#### Work instruction
Copy each entry below exactly as it appears.

::::::::::

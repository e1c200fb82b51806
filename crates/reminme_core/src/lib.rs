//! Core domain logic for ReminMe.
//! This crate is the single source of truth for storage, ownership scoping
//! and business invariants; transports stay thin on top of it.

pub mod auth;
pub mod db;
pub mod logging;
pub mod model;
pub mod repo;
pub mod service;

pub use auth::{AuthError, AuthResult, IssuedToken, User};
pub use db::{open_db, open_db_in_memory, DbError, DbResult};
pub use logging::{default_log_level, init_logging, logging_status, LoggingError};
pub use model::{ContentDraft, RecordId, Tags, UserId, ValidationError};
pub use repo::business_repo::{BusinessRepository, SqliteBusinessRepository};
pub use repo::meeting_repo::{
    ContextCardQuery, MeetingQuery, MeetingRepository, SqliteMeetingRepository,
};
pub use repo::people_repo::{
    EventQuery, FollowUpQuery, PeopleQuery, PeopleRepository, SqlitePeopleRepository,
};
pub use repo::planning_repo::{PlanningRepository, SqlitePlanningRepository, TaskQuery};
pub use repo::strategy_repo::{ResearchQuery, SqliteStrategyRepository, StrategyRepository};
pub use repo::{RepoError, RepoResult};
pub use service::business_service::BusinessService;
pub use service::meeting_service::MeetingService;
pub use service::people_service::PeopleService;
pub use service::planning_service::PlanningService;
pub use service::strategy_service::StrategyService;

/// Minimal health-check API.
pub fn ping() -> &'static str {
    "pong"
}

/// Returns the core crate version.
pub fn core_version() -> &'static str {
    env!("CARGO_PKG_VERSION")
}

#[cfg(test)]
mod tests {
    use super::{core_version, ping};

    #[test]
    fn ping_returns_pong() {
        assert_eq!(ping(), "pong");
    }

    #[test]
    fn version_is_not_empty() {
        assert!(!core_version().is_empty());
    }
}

::::::::::

#### Response
repository e1c200fb82b51806
filename crates/reminme_core/src/lib.rs
//! Core domain logic for ReminMe.
//! This crate is the single source of truth for storage, ownership scoping
//! and business invariants; transports stay thin on top of it.

pub mod auth;
pub mod db;
pub mod logging;
pub mod model;
pub mod repo;
pub mod service;

pub use auth::{AuthError, AuthResult, IssuedToken, User};
pub use db::{open_db, open_db_in_memory, DbError, DbResult};
pub use logging::{default_log_level, init_logging, logging_status, LoggingError};
pub use model::{ContentDraft, RecordId, Tags, UserId, ValidationError};
pub use repo::business_repo::{BusinessRepository, SqliteBusinessRepository};
pub use repo::meeting_repo::{
    ContextCardQuery, MeetingQuery, MeetingRepository, SqliteMeetingRepository,
};
pub use repo::people_repo::{
    EventQuery, FollowUpQuery, PeopleQuery, PeopleRepository, SqlitePeopleRepository,
};
pub use repo::planning_repo::{PlanningRepository, SqlitePlanningRepository, TaskQuery};
pub use repo::strategy_repo::{ResearchQuery, SqliteStrategyRepository, StrategyRepository};
pub use repo::{RepoError, RepoResult};
pub use service::business_service::BusinessService;
pub use service::meeting_service::MeetingService;
pub use service::people_service::PeopleService;
pub use service::planning_service::PlanningService;
pub use service::strategy_service::StrategyService;

/// Minimal health-check API.
pub fn ping() -> &'static str {
    "pong"
}

/// Returns the core crate version.
pub fn core_version() -> &'static str {
    env!("CARGO_PKG_VERSION")
}

#[cfg(test)]
mod tests {
    use super::{core_version, ping};

    #[test]
    fn ping_returns_pong() {
        assert_eq!(ping(), "pong");
    }

    #[test]
    fn version_is_not_empty() {
        assert!(!core_version().is_empty());
    }
}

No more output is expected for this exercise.